*** Begin section ***

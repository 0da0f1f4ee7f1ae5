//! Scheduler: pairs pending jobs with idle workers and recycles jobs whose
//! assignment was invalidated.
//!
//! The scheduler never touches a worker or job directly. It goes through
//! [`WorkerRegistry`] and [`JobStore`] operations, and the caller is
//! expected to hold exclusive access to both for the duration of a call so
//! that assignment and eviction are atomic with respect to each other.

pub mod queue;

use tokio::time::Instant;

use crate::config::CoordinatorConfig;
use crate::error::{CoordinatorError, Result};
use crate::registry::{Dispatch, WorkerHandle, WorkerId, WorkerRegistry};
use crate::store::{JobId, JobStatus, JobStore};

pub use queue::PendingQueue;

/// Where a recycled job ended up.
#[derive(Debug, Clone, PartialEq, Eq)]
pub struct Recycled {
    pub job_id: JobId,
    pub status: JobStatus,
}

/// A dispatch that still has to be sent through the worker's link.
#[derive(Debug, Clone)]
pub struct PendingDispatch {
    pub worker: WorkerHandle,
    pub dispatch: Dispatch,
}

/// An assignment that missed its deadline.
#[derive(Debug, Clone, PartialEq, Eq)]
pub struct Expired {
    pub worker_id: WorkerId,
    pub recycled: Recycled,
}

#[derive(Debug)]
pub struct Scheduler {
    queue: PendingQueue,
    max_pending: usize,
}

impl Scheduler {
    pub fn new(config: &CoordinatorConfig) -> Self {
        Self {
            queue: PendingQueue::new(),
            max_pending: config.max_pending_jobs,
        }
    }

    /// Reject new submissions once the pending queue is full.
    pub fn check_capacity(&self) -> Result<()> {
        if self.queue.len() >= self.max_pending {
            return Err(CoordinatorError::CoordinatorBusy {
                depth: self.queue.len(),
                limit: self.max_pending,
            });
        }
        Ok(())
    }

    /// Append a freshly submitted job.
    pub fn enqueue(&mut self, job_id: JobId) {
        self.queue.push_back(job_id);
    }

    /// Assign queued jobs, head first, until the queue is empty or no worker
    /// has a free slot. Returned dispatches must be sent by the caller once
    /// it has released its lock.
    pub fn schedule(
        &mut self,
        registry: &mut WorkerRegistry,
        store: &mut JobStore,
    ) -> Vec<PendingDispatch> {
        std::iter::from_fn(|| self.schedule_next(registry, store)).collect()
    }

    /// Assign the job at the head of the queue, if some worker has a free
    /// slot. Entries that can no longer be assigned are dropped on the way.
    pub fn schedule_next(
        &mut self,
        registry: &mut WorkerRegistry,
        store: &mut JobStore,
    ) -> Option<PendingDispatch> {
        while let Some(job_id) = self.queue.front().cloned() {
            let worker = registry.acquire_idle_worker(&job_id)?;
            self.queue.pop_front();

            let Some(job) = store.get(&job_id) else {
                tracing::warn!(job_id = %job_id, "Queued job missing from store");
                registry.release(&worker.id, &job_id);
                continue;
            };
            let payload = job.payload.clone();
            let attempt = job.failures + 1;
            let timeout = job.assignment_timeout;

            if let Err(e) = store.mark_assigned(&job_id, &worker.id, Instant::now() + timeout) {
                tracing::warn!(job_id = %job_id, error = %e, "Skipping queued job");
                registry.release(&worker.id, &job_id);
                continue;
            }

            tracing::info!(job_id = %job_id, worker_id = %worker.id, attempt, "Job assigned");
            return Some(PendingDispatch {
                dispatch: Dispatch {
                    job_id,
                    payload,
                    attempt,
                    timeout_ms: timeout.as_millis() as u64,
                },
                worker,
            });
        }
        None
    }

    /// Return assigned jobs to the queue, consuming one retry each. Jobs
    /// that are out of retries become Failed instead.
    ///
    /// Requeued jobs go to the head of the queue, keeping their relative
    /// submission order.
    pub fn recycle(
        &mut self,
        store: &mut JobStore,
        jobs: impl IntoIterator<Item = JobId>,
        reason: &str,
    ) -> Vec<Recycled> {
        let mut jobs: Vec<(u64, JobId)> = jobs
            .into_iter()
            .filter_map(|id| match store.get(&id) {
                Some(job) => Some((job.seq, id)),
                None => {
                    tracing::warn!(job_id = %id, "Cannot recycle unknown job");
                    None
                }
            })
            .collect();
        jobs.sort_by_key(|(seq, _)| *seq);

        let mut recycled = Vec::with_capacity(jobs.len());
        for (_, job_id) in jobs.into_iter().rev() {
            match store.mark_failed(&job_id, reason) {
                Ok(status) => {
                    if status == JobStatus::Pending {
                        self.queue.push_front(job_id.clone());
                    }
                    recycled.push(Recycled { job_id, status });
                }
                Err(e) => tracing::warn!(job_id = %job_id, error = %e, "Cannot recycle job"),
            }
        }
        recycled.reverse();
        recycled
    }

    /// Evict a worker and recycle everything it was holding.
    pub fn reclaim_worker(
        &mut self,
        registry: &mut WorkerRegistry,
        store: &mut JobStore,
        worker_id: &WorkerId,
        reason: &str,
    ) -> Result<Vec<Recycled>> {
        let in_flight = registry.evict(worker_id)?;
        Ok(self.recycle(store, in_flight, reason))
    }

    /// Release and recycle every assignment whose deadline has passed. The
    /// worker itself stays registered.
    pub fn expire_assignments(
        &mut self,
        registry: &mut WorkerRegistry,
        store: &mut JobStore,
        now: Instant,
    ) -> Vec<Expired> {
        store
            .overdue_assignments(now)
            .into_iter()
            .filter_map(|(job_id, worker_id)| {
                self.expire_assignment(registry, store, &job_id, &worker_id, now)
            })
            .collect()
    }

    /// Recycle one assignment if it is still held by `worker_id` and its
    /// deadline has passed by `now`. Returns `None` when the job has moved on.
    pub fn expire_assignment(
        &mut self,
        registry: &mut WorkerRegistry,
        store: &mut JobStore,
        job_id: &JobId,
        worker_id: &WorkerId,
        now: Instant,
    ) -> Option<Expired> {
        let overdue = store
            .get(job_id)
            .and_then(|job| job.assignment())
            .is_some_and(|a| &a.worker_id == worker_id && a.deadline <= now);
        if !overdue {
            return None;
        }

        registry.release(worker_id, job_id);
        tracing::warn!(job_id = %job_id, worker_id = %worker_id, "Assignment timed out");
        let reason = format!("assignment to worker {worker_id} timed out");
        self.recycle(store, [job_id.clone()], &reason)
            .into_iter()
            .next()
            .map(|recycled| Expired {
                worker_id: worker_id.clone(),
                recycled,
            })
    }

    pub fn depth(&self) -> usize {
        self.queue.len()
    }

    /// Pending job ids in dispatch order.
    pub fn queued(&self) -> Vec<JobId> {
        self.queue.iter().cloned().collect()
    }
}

*** End section ***

• _Work to complete_: Using the material above, restate each entry exactly as it stands.

• _The answer_:
repository 0da0f1f4ee7f1ae5
//! Scheduler: pairs pending jobs with idle workers and recycles jobs whose
//! assignment was invalidated.
//!
//! The scheduler never touches a worker or job directly. It goes through
//! [`WorkerRegistry`] and [`JobStore`] operations, and the caller is
//! expected to hold exclusive access to both for the duration of a call so
//! that assignment and eviction are atomic with respect to each other.

pub mod queue;

use tokio::time::Instant;

use crate::config::CoordinatorConfig;
use crate::error::{CoordinatorError, Result};
use crate::registry::{Dispatch, WorkerHandle, WorkerId, WorkerRegistry};
use crate::store::{JobId, JobStatus, JobStore};

pub use queue::PendingQueue;

/// Where a recycled job ended up.
#[derive(Debug, Clone, PartialEq, Eq)]
pub struct Recycled {
    pub job_id: JobId,
    pub status: JobStatus,
}

/// A dispatch that still has to be sent through the worker's link.
#[derive(Debug, Clone)]
pub struct PendingDispatch {
    pub worker: WorkerHandle,
    pub dispatch: Dispatch,
}

/// An assignment that missed its deadline.
#[derive(Debug, Clone, PartialEq, Eq)]
pub struct Expired {
    pub worker_id: WorkerId,
    pub recycled: Recycled,
}

#[derive(Debug)]
pub struct Scheduler {
    queue: PendingQueue,
    max_pending: usize,
}

impl Scheduler {
    pub fn new(config: &CoordinatorConfig) -> Self {
        Self {
            queue: PendingQueue::new(),
            max_pending: config.max_pending_jobs,
        }
    }

    /// Reject new submissions once the pending queue is full.
    pub fn check_capacity(&self) -> Result<()> {
        if self.queue.len() >= self.max_pending {
            return Err(CoordinatorError::CoordinatorBusy {
                depth: self.queue.len(),
                limit: self.max_pending,
            });
        }
        Ok(())
    }

    /// Append a freshly submitted job.
    pub fn enqueue(&mut self, job_id: JobId) {
        self.queue.push_back(job_id);
    }

    /// Assign queued jobs, head first, until the queue is empty or no worker
    /// has a free slot. Returned dispatches must be sent by the caller once
    /// it has released its lock.
    pub fn schedule(
        &mut self,
        registry: &mut WorkerRegistry,
        store: &mut JobStore,
    ) -> Vec<PendingDispatch> {
        std::iter::from_fn(|| self.schedule_next(registry, store)).collect()
    }

    /// Assign the job at the head of the queue, if some worker has a free
    /// slot. Entries that can no longer be assigned are dropped on the way.
    pub fn schedule_next(
        &mut self,
        registry: &mut WorkerRegistry,
        store: &mut JobStore,
    ) -> Option<PendingDispatch> {
        while let Some(job_id) = self.queue.front().cloned() {
            let worker = registry.acquire_idle_worker(&job_id)?;
            self.queue.pop_front();

            let Some(job) = store.get(&job_id) else {
                tracing::warn!(job_id = %job_id, "Queued job missing from store");
                registry.release(&worker.id, &job_id);
                continue;
            };
            let payload = job.payload.clone();
            let attempt = job.failures + 1;
            let timeout = job.assignment_timeout;

            if let Err(e) = store.mark_assigned(&job_id, &worker.id, Instant::now() + timeout) {
                tracing::warn!(job_id = %job_id, error = %e, "Skipping queued job");
                registry.release(&worker.id, &job_id);
                continue;
            }

            tracing::info!(job_id = %job_id, worker_id = %worker.id, attempt, "Job assigned");
            return Some(PendingDispatch {
                dispatch: Dispatch {
                    job_id,
                    payload,
                    attempt,
                    timeout_ms: timeout.as_millis() as u64,
                },
                worker,
            });
        }
        None
    }

    /// Return assigned jobs to the queue, consuming one retry each. Jobs
    /// that are out of retries become Failed instead.
    ///
    /// Requeued jobs go to the head of the queue, keeping their relative
    /// submission order.
    pub fn recycle(
        &mut self,
        store: &mut JobStore,
        jobs: impl IntoIterator<Item = JobId>,
        reason: &str,
    ) -> Vec<Recycled> {
        let mut jobs: Vec<(u64, JobId)> = jobs
            .into_iter()
            .filter_map(|id| match store.get(&id) {
                Some(job) => Some((job.seq, id)),
                None => {
                    tracing::warn!(job_id = %id, "Cannot recycle unknown job");
                    None
                }
            })
            .collect();
        jobs.sort_by_key(|(seq, _)| *seq);

        let mut recycled = Vec::with_capacity(jobs.len());
        for (_, job_id) in jobs.into_iter().rev() {
            match store.mark_failed(&job_id, reason) {
                Ok(status) => {
                    if status == JobStatus::Pending {
                        self.queue.push_front(job_id.clone());
                    }
                    recycled.push(Recycled { job_id, status });
                }
                Err(e) => tracing::warn!(job_id = %job_id, error = %e, "Cannot recycle job"),
            }
        }
        recycled.reverse();
        recycled
    }

    /// Evict a worker and recycle everything it was holding.
    pub fn reclaim_worker(
        &mut self,
        registry: &mut WorkerRegistry,
        store: &mut JobStore,
        worker_id: &WorkerId,
        reason: &str,
    ) -> Result<Vec<Recycled>> {
        let in_flight = registry.evict(worker_id)?;
        Ok(self.recycle(store, in_flight, reason))
    }

    /// Release and recycle every assignment whose deadline has passed. The
    /// worker itself stays registered.
    pub fn expire_assignments(
        &mut self,
        registry: &mut WorkerRegistry,
        store: &mut JobStore,
        now: Instant,
    ) -> Vec<Expired> {
        store
            .overdue_assignments(now)
            .into_iter()
            .filter_map(|(job_id, worker_id)| {
                self.expire_assignment(registry, store, &job_id, &worker_id, now)
            })
            .collect()
    }

    /// Recycle one assignment if it is still held by `worker_id` and its
    /// deadline has passed by `now`. Returns `None` when the job has moved on.
    pub fn expire_assignment(
        &mut self,
        registry: &mut WorkerRegistry,
        store: &mut JobStore,
        job_id: &JobId,
        worker_id: &WorkerId,
        now: Instant,
    ) -> Option<Expired> {
        let overdue = store
            .get(job_id)
            .and_then(|job| job.assignment())
            .is_some_and(|a| &a.worker_id == worker_id && a.deadline <= now);
        if !overdue {
            return None;
        }

        registry.release(worker_id, job_id);
        tracing::warn!(job_id = %job_id, worker_id = %worker_id, "Assignment timed out");
        let reason = format!("assignment to worker {worker_id} timed out");
        self.recycle(store, [job_id.clone()], &reason)
            .into_iter()
            .next()
            .map(|recycled| Expired {
                worker_id: worker_id.clone(),
                recycled,
            })
    }

    pub fn depth(&self) -> usize {
        self.queue.len()
    }

    /// Pending job ids in dispatch order.
    pub fn queued(&self) -> Vec<JobId> {
        self.queue.iter().cloned().collect()
    }
}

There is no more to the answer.